Le RN d’aujourd’hui, en gros, c’est un peu le Parti Communiste de Georges Marchais, au début des années 1980 (et l’on n’a pas oublié le discours de son truculent secrétaire général, lorsqu’il s’exprimait sur les dangers d’une immigration non contrôlée). Mais c’est là précisément que joue le Système – et ses complices – pour empêcher toute velléité de social-populisme. Le peuple en lui-même n’a rien contre le populisme social, sinon le RN n’engrangerait pas les scores importants qu’il produit à chaque élection, grande ou petite. Mais ce qui empêche toute convergence des luttes entre un certain socialisme et un certain populisme ce sont les franges extrémistes, les ultras de droite comme de gauche, que ces franges soient directement financées par le pouvoir (ce qui n’est jamais impossible) ou qu’elles aient simplement le statut d’idiots utiles du Système.
Commençons par l’ultragauche.
Chacun sait que si un cadre un tant soit peu célèbre du RN pointe son nez dans une manifestation syndicale, toute la clique des antifas-anticapitalistes va lui pourrir la vie par des violences. Quitte à choquer de braves syndiqués de base beaucoup plus tolérants, et dont certains ont même une carte au RN. Les violences ne seront évidemment pas réprimées par la magistrature aux ordres, ou très peu, et bien au contraire, une victime nationaliste qui se serait fait casser la gueule se retrouvera en taule, éventuellement sans aucune remise de peine, si elle a tenté le moindre petit début de légitime défense. Ce « deux poids, deux mesures » a très bien été théorisé par des criminologues comme Xavier Raufer, des journalistes comme Zemmour, ou de célèbres romanciers comme Laurent Obertone, qui, je le signale, vend à des centaines de milliers d’exemplaires, ce qui témoigne du soutien du public.

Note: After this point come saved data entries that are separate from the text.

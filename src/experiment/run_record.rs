//! Run Record - one recorded execution of an experiment

use serde::{Deserialize, Serialize};

use super::CellValue;

/// Run Record represents a single row of a run table.
///
/// Values are stored positionally and line up with the owning table's
/// column order; use [`super::RunTable::value`] for lookups by name.
#[derive(Debug, Clone, Serialize, Deserialize, PartialEq, Eq)]
pub struct RunRecord {
    run_id: String,
    values: Vec<CellValue>,
}

impl RunRecord {
    /// Create a new run record.
    ///
    /// # Arguments
    ///
    /// * `run_id` - Unique identifier for the run within its table
    /// * `values` - One value per table column, in column order
    #[must_use]
    pub fn new(run_id: impl Into<String>, values: Vec<CellValue>) -> Self {
        Self {
            run_id: run_id.into(),
            values,
        }
    }

    /// Create a builder that appends values one column at a time.
    #[must_use]
    pub fn builder(run_id: impl Into<String>) -> RunRecordBuilder {
        RunRecordBuilder::new(run_id)
    }

    /// Get the run ID.
    #[must_use]
    pub fn run_id(&self) -> &str {
        &self.run_id
    }

    /// Get all values in column order.
    #[must_use]
    pub fn values(&self) -> &[CellValue] {
        &self.values
    }

    /// Get the value at a column position.
    #[must_use]
    pub fn value_at(&self, column_index: usize) -> Option<&CellValue> {
        self.values.get(column_index)
    }
}

/// Builder for `RunRecord`.
#[derive(Debug)]
pub struct RunRecordBuilder {
    run_id: String,
    values: Vec<CellValue>,
}

impl RunRecordBuilder {
    /// Create a new builder with the run ID.
    #[must_use]
    pub fn new(run_id: impl Into<String>) -> Self {
        Self {
            run_id: run_id.into(),
            values: Vec::new(),
        }
    }

    /// Append the next column's value.
    #[must_use]
    pub fn value(mut self, value: impl Into<CellValue>) -> Self {
        self.values.push(value.into());
        self
    }

    /// Build the `RunRecord`.
    #[must_use]
    pub fn build(self) -> RunRecord {
        RunRecord {
            run_id: self.run_id,
            values: self.values,
        }
    }
}
//! Action Router - commands, cursor resolution and cursor restoration
//!
//! Every command runs the same cycle:
//!
//! ```text
//! grid cursor --resolve--> (run_id, column, value)     (from the current view)
//!             --apply----> ViewState mutation
//!             --derive---> VisibleView --render--> adapter
//!             --restore--> same (run_id, column) if visible, else clamp
//! ```
//!
//! Raw coordinates are never trusted across a mutation; they are re-resolved
//! against the freshly derived view each time.

use std::fmt;

use crate::experiment::CellValue;
use crate::render::{CursorPlacement, GridCursor, LogicalCursor, RenderAdapter};
use crate::session::Session;
use crate::source::RunTableSource;
use crate::view::{ViewState, VisibleView};
use crate::Result;

/// Operator commands.
#[derive(Debug, Clone, Copy, PartialEq, Eq, Hash)]
pub enum Command {
    /// Toggle sort on the cursor column
    Sort,
    /// Hide the cursor column
    HideColumn,
    /// Hide the cursor row
    HideRow,
    /// Keep only rows equal to the cursor cell in its column
    FilterEqual,
    /// Drop rows equal to the cursor cell in its column
    FilterExclude,
    /// Clear all hides, filters and the sort
    Reset,
    /// Leave the session
    Quit,
}

impl Command {
    /// Every command, in footer order.
    pub const ALL: [Self; 7] = [
        Self::Sort,
        Self::Reset,
        Self::FilterEqual,
        Self::FilterExclude,
        Self::HideColumn,
        Self::HideRow,
        Self::Quit,
    ];

    /// Key bound to the command.
    #[must_use]
    pub const fn key(self) -> char {
        match self {
            Self::Sort => 's',
            Self::HideColumn => 'c',
            Self::HideRow => 'r',
            Self::FilterEqual => 'f',
            Self::FilterExclude => 'd',
            Self::Reset => 'p',
            Self::Quit => 'q',
        }
    }

    /// Footer description.
    #[must_use]
    pub const fn description(self) -> &'static str {
        match self {
            Self::Sort => "Sort by column",
            Self::HideColumn => "Remove column",
            Self::HideRow => "Remove row",
            Self::FilterEqual => "Filter on value",
            Self::FilterExclude => "Deselect value",
            Self::Reset => "Clear selections",
            Self::Quit => "Quit",
        }
    }

    /// Command bound to a key.
    #[must_use]
    pub fn from_key(key: char) -> Option<Self> {
        Self::ALL.into_iter().find(|c| c.key() == key)
    }

    /// Whether the command needs a cell under the cursor.
    #[must_use]
    pub const fn needs_target(self) -> bool {
        !matches!(self, Self::Reset | Self::Quit)
    }

    /// Apply the command to a view. Returns whether the state changed.
    fn apply(self, view: &mut ViewState, target: Option<&Target>) -> bool {
        match (self, target) {
            (Self::Sort, Some(t)) => view.toggle_sort(&t.cursor.column),
            (Self::HideColumn, Some(t)) => view.hide_column(&t.cursor.column),
            (Self::HideRow, Some(t)) => view.hide_row(&t.cursor.run_id),
            (Self::FilterEqual, Some(t)) => view.set_equality_filter(&t.cursor.column, t.value.clone()),
            (Self::FilterExclude, Some(t)) => {
                view.add_exclusion_filter(&t.cursor.column, t.value.clone())
            }
            (Self::Reset, _) => {
                let changed = !view.is_pristine();
                view.reset();
                changed
            }
            (Self::Quit, _)
            | (
                Self::Sort
                | Self::HideColumn
                | Self::HideRow
                | Self::FilterEqual
                | Self::FilterExclude,
                None,
            ) => false,
        }
    }
}

impl fmt::Display for Command {
    fn fmt(&self, f: &mut fmt::Formatter<'_>) -> fmt::Result {
        write!(f, "{} {}", self.key(), self.description())
    }
}

/// Result of dispatching a command.
#[derive(Debug, Clone, PartialEq, Eq)]
pub enum Outcome {
    /// The command ran and the grid was redrawn
    Applied {
        /// Whether the view state changed
        changed: bool,
        /// Where the cursor was put back
        placement: CursorPlacement,
    },
    /// Nothing addressable (no selection, empty view, stale cursor)
    Ignored,
    /// The operator asked to leave
    Quit,
}

#[derive(Debug, Clone)]
struct Target {
    cursor: LogicalCursor,
    value: CellValue,
}

/// Resolve a grid coordinate against a derived view.
#[must_use]
pub fn resolve_cursor(view: &VisibleView<'_>, grid: GridCursor) -> Option<LogicalCursor> {
    resolve(view, grid).map(|t| t.cursor)
}

fn resolve(view: &VisibleView<'_>, grid: GridCursor) -> Option<Target> {
    let row = view.rows.get(grid.row)?;
    let column = view.columns.get(grid.column)?;
    let value = row.cells.get(grid.column)?;
    Some(Target {
        cursor: LogicalCursor {
            run_id: row.run_id.to_string(),
            column: (*column).to_string(),
        },
        value: (*value).clone(),
    })
}

/// Put the cursor back on its logical cell, or as close as the view allows.
///
/// Falls back per axis: the same run's row if still visible, else the
/// previous row index clamped to the last row; likewise for columns.
#[must_use]
pub fn restore_cursor(
    view: &VisibleView<'_>,
    previous: GridCursor,
    logical: Option<&LogicalCursor>,
) -> CursorPlacement {
    if view.is_empty() {
        return CursorPlacement {
            grid: GridCursor::default(),
            logical: None,
        };
    }

    let row = logical
        .and_then(|l| view.row_position(&l.run_id))
        .unwrap_or_else(|| previous.row.min(view.rows.len() - 1));
    let column = logical
        .and_then(|l| view.column_position(&l.column))
        .unwrap_or_else(|| previous.column.min(view.columns.len() - 1));

    let grid = GridCursor::new(row, column);
    CursorPlacement {
        grid,
        logical: resolve_cursor(view, grid),
    }
}

/// Routes commands from the grid into the session's current view.
pub struct ActionRouter;

impl ActionRouter {
    /// Run `command` against the cell under `cursor`.
    ///
    /// Commands other than `Reset` and `Quit` are ignored when no experiment
    /// is selected or `cursor` does not address a visible cell.
    pub fn dispatch<S, R>(
        session: &mut Session<S>,
        command: Command,
        cursor: GridCursor,
        renderer: &mut R,
    ) -> Outcome
    where
        S: RunTableSource,
        R: RenderAdapter + ?Sized,
    {
        if command == Command::Quit {
            return Outcome::Quit;
        }

        let view = match session.current_view_mut() {
            Ok(view) => view,
            Err(e) => {
                tracing::debug!(%command, error = %e, "ignored");
                return Outcome::Ignored;
            }
        };

        let target = resolve(&view.visible(), cursor);
        if command.needs_target() && target.is_none() {
            tracing::debug!(%command, row = cursor.row, column = cursor.column, "ignored: no cell under cursor");
            return Outcome::Ignored;
        }

        let changed = command.apply(view, target.as_ref());
        tracing::debug!(%command, changed, "command applied");

        let visible = view.visible();
        renderer.render_view(&visible);
        let placement = restore_cursor(&visible, cursor, target.as_ref().map(|t| &t.cursor));
        renderer.restore_cursor(&placement);

        Outcome::Applied { changed, placement }
    }

    /// Select an experiment, render its view, and put the cursor at the origin.
    ///
    /// # Errors
    ///
    /// Returns [`crate::Error::UnknownExperiment`] or the source's fetch
    /// error; the renderer is not touched on error.
    pub fn select_experiment<S, R>(
        session: &mut Session<S>,
        experiment_id: &str,
        renderer: &mut R,
    ) -> Result<CursorPlacement>
    where
        S: RunTableSource,
        R: RenderAdapter + ?Sized,
    {
        let view = session.select(experiment_id)?;
        let visible = view.visible();
        renderer.render_view(&visible);
        let placement = restore_cursor(&visible, GridCursor::default(), None);
        renderer.restore_cursor(&placement);
        Ok(placement)
    }
}
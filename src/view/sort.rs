//! Sort specification and cell ordering
//!
//! Ordering rules for a sort column:
//! - numbers compare numerically
//! - text that parses as a number sorts before other text, by value
//! - remaining text compares lexicographically
//! - numbers sort before text
//! - the missing sentinel sorts last in both directions (nulls last)
//!
//! Sorting is stable, so ties keep table order.

use std::cmp::Ordering;

use serde::{Deserialize, Serialize};

use crate::experiment::CellValue;

/// Sort direction for the active sort column
#[derive(Debug, Clone, Copy, PartialEq, Eq, Serialize, Deserialize)]
pub enum SortOrder {
    /// Ascending order (smallest first)
    Ascending,
    /// Descending order (largest first)
    Descending,
}

impl SortOrder {
    /// Whether this is descending.
    #[must_use]
    pub const fn is_descending(self) -> bool {
        matches!(self, Self::Descending)
    }

    /// The opposite direction.
    #[must_use]
    pub const fn flipped(self) -> Self {
        match self {
            Self::Ascending => Self::Descending,
            Self::Descending => Self::Ascending,
        }
    }
}

/// The single active sort of a view.
#[derive(Debug, Clone, PartialEq, Eq, Serialize, Deserialize)]
pub struct SortSpec {
    column: String,
    order: SortOrder,
}

impl SortSpec {
    /// Ascending sort on `column`.
    #[must_use]
    pub fn ascending(column: impl Into<String>) -> Self {
        Self {
            column: column.into(),
            order: SortOrder::Ascending,
        }
    }

    /// Sort column name.
    #[must_use]
    pub fn column(&self) -> &str {
        &self.column
    }

    /// Sort direction.
    #[must_use]
    pub const fn order(&self) -> SortOrder {
        self.order
    }

    /// Whether the sort is descending.
    #[must_use]
    pub const fn descending(&self) -> bool {
        self.order.is_descending()
    }

    pub(crate) fn flip(&mut self) {
        self.order = self.order.flipped();
    }
}

/// Compare two cells for display ordering.
///
/// The missing sentinel is placed after every present value regardless of
/// `order`; only present values are reversed for descending sorts.
#[must_use]
pub fn compare_cells(a: &CellValue, b: &CellValue, order: SortOrder) -> Ordering {
    match (a.is_missing(), b.is_missing()) {
        (true, true) => return Ordering::Equal,
        (true, false) => return Ordering::Greater,
        (false, true) => return Ordering::Less,
        (false, false) => {}
    }

    let cmp = compare_present(a, b);
    if order.is_descending() {
        cmp.reverse()
    } else {
        cmp
    }
}

fn compare_present(a: &CellValue, b: &CellValue) -> Ordering {
    match (a, b) {
        (CellValue::Number(x), CellValue::Number(y)) => x.total_cmp(y),
        (CellValue::Number(_), CellValue::Text(_)) => Ordering::Less,
        (CellValue::Text(_), CellValue::Number(_)) => Ordering::Greater,
        // numeric-looking text first, by value; other text after, lexically
        (CellValue::Text(x), CellValue::Text(y)) => match (a.as_f64(), b.as_f64()) {
            (Some(nx), Some(ny)) => nx.total_cmp(&ny).then_with(|| x.cmp(y)),
            (Some(_), None) => Ordering::Less,
            (None, Some(_)) => Ordering::Greater,
            (None, None) => x.cmp(y),
        },
        _ => Ordering::Equal,
    }
}
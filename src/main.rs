//! `traktor`: browse ML experiment runs in the terminal.

use std::fs::File;
use std::sync::Mutex;

use anyhow::{Context, Result};
use clap::Parser;
use tracing_subscriber::EnvFilter;

use traktor_ml::config::{Cli, Config};
use traktor_ml::render::FrameRecorder;
use traktor_ml::source::RunTableSource;
use traktor_ml::{ActionRouter, Error, Session};

fn main() -> Result<()> {
    dotenv::dotenv().ok();
    let config = Config::from_cli(Cli::parse())?;
    init_logging(&config)?;

    let source = config.source.open().context("failed to open run table source")?;
    let session = Session::connect(source)
        .with_context(|| format!("failed to list experiments from {}", describe(&config)))?;

    match &config.dump {
        Some(name) => dump(session, name),
        None => interactive(session),
    }
}

fn describe(config: &Config) -> String {
    serde_json::to_string(&config.source).unwrap_or_else(|_| format!("{:?}", config.source))
}

fn init_logging(config: &Config) -> Result<()> {
    let filter = EnvFilter::try_from_default_env().or_else(|_| EnvFilter::try_new(&config.log_level))?;

    if config.dump.is_some() {
        tracing_subscriber::fmt()
            .with_env_filter(filter)
            .with_writer(std::io::stderr)
            .init();
    } else {
        let file = File::create(&config.log_file)
            .with_context(|| format!("failed to create log file {}", config.log_file.display()))?;
        tracing_subscriber::fmt()
            .with_env_filter(filter)
            .with_ansi(false)
            .with_writer(Mutex::new(file))
            .init();
    }
    Ok(())
}

fn dump<S: RunTableSource>(mut session: Session<S>, name: &str) -> Result<()> {
    let id = session
        .experiments()
        .iter()
        .find(|e| e.name() == name)
        .map(|e| e.id().to_string())
        .ok_or_else(|| Error::UnknownExperiment(name.to_string()))?;

    let mut recorder = FrameRecorder::new();
    ActionRouter::select_experiment(&mut session, &id, &mut recorder)
        .with_context(|| format!("failed to load experiment {name}"))?;
    print!("{}", recorder.frame().to_text());
    Ok(())
}

#[cfg(feature = "tui")]
fn interactive<S: RunTableSource>(session: Session<S>) -> Result<()> {
    traktor_ml::tui::run(session).context("terminal session failed")
}

#[cfg(not(feature = "tui"))]
fn interactive<S: RunTableSource>(_session: Session<S>) -> Result<()> {
    anyhow::bail!("built without the `tui` feature; use --dump <experiment>")
}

Envisageons maintenant l’ultradroite. C’est la pire des cliques. A la différence de l’ultragauche elle ne se donne même pas (ou très peu) la peine d’infiltrer les manifestations pour casser la revendication sociale. Non, elle se produit essentiellement sur internet en répandant sa moraline conspirationniste. Elle milite ouvertement (c’est son seul courage) contre le camp national lui-même, en répandant force rumeurs sur des complots toujours plus grotesques, quand elle ne produit pas carrément des attaques en dessous de la ceinture. Karl Marx est un protestant germanique d’origine juive ? Il n’en faut pas plus à l’ultradroite pour discréditer toute tentative d’approcher la question sociale. Si vous lisez Karl Marx vous irez en enfer ! Tel cadre populiste est gay, tel autre vit en concubinage avec sa compagne ? Allez hop ! Le RN devient, pour ces gens, un parti sataniste au service de la débauche. Et de nouveau, l’eau bénite et le signe de croix. Vivement qu’on rétablisse l’inquisition ! Etc. Etc. Et je ne vous parle même pas du national-sionisme d’Alain Soral, le dernier truc à la mode pour casser toute velléité revendicative. Tu approuves le Système ? Tu es sioniste. Tu désapprouves le Système ? Tu es national-sioniste. Comme ça au moins, pas de jaloux ! Et comment sortir du Système alors ? En achetant les bouquins à la con écrit par cette clique de dissidents de pacotille. C’est ainsi que beaucoup de jeunes et de moins jeunes s’imaginent qu’ils vont « vaincre le Nouvel Ordre Mondial » en gueulant je chie sur Marx, j’enc… Darwin, je b… Hannah Arendt ou je défonce Voltaire et Rousseau…
Ah, les cons !
Le lecteur de bon sens aura compris le message.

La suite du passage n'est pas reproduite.